Stored data
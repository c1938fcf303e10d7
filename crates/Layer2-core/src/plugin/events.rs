//! Plugin Events - 이벤트 타입
//!
//! 이벤트 이름은 dotted-path이며, 구독자는 등록한 이벤트 자신 또는 그 하위
//! 이벤트를 모두 수신합니다 (`"a.b"` 구독자는 `"a.b.c"`도 받음).

use serde::{Deserialize, Serialize};
use serde_json::Value;

// ============================================================================
// 매니저 이벤트 이름
// ============================================================================

/// 매니저 이벤트 네임스페이스
pub const EVENT_PLUGIN_MANAGER: &str = "plugin_manager";
pub const EVENT_PLUGIN_LOAD: &str = "plugin_manager.plugin.load";
pub const EVENT_PLUGIN_LAZY_LOAD: &str = "plugin_manager.plugin.lazy_load";
pub const EVENT_PLUGIN_UNLOAD: &str = "plugin_manager.plugin.unload";
pub const EVENT_END_LOAD_SYSTEM: &str = "plugin_manager.end_load_system";
pub const EVENT_UNLOAD_SYSTEM: &str = "plugin_manager.unload_system";

// ============================================================================
// PluginEvent
// ============================================================================

/// 이벤트 발생원
#[derive(Debug, Clone, PartialEq, Eq, Serialize, Deserialize)]
#[serde(rename_all = "snake_case", tag = "kind", content = "id")]
pub enum EventSource {
    /// 플러그인 인스턴스 ID
    Plugin(String),
    Manager,
}

/// 플러그인 이벤트
#[derive(Debug, Clone, Serialize, Deserialize)]
pub struct PluginEvent {
    /// 이벤트 이름
    pub name: String,

    /// 이벤트 데이터
    pub args: Value,

    /// 타임스탬프
    pub timestamp: chrono::DateTime<chrono::Utc>,

    /// 소스 (이벤트 발생 위치)
    pub source: EventSource,
}

impl PluginEvent {
    /// 새 이벤트 생성
    pub fn new(name: impl Into<String>, args: Value, source: EventSource) -> Self {
        Self {
            name: name.into(),
            args,
            timestamp: chrono::Utc::now(),
            source,
        }
    }

    /// 매니저 이벤트
    pub fn manager(name: impl Into<String>, args: Value) -> Self {
        Self::new(name, args, EventSource::Manager)
    }

    /// 플러그인 이벤트
    pub fn plugin(name: impl Into<String>, args: Value, plugin_id: impl Into<String>) -> Self {
        Self::new(name, args, EventSource::Plugin(plugin_id.into()))
    }

    /// 소스 플러그인 ID
    pub fn source_plugin(&self) -> Option<&str> {
        match &self.source {
            EventSource::Plugin(id) => Some(id),
            EventSource::Manager => None,
        }
    }
}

* The task
The task calls for all the records above to be repeated exactly.

* Answer to this problem
repository c1938fcf303e10d7
filename crates/Layer2-core/src/plugin/events.rs
//! Plugin Events - 이벤트 타입
//!
//! 이벤트 이름은 dotted-path이며, 구독자는 등록한 이벤트 자신 또는 그 하위
//! 이벤트를 모두 수신합니다 (`"a.b"` 구독자는 `"a.b.c"`도 받음).

use serde::{Deserialize, Serialize};
use serde_json::Value;

// ============================================================================
// 매니저 이벤트 이름
// ============================================================================

/// 매니저 이벤트 네임스페이스
pub const EVENT_PLUGIN_MANAGER: &str = "plugin_manager";
pub const EVENT_PLUGIN_LOAD: &str = "plugin_manager.plugin.load";
pub const EVENT_PLUGIN_LAZY_LOAD: &str = "plugin_manager.plugin.lazy_load";
pub const EVENT_PLUGIN_UNLOAD: &str = "plugin_manager.plugin.unload";
pub const EVENT_END_LOAD_SYSTEM: &str = "plugin_manager.end_load_system";
pub const EVENT_UNLOAD_SYSTEM: &str = "plugin_manager.unload_system";

// ============================================================================
// PluginEvent
// ============================================================================

/// 이벤트 발생원
#[derive(Debug, Clone, PartialEq, Eq, Serialize, Deserialize)]
#[serde(rename_all = "snake_case", tag = "kind", content = "id")]
pub enum EventSource {
    /// 플러그인 인스턴스 ID
    Plugin(String),
    Manager,
}

/// 플러그인 이벤트
#[derive(Debug, Clone, Serialize, Deserialize)]
pub struct PluginEvent {
    /// 이벤트 이름
    pub name: String,

    /// 이벤트 데이터
    pub args: Value,

    /// 타임스탬프
    pub timestamp: chrono::DateTime<chrono::Utc>,

    /// 소스 (이벤트 발생 위치)
    pub source: EventSource,
}

impl PluginEvent {
    /// 새 이벤트 생성
    pub fn new(name: impl Into<String>, args: Value, source: EventSource) -> Self {
        Self {
            name: name.into(),
            args,
            timestamp: chrono::Utc::now(),
            source,
        }
    }

    /// 매니저 이벤트
    pub fn manager(name: impl Into<String>, args: Value) -> Self {
        Self::new(name, args, EventSource::Manager)
    }

    /// 플러그인 이벤트
    pub fn plugin(name: impl Into<String>, args: Value, plugin_id: impl Into<String>) -> Self {
        Self::new(name, args, EventSource::Plugin(plugin_id.into()))
    }

    /// 소스 플러그인 ID
    pub fn source_plugin(&self) -> Option<&str> {
        match &self.source {
            EventSource::Plugin(id) => Some(id),
            EventSource::Manager => None,
        }
    }
}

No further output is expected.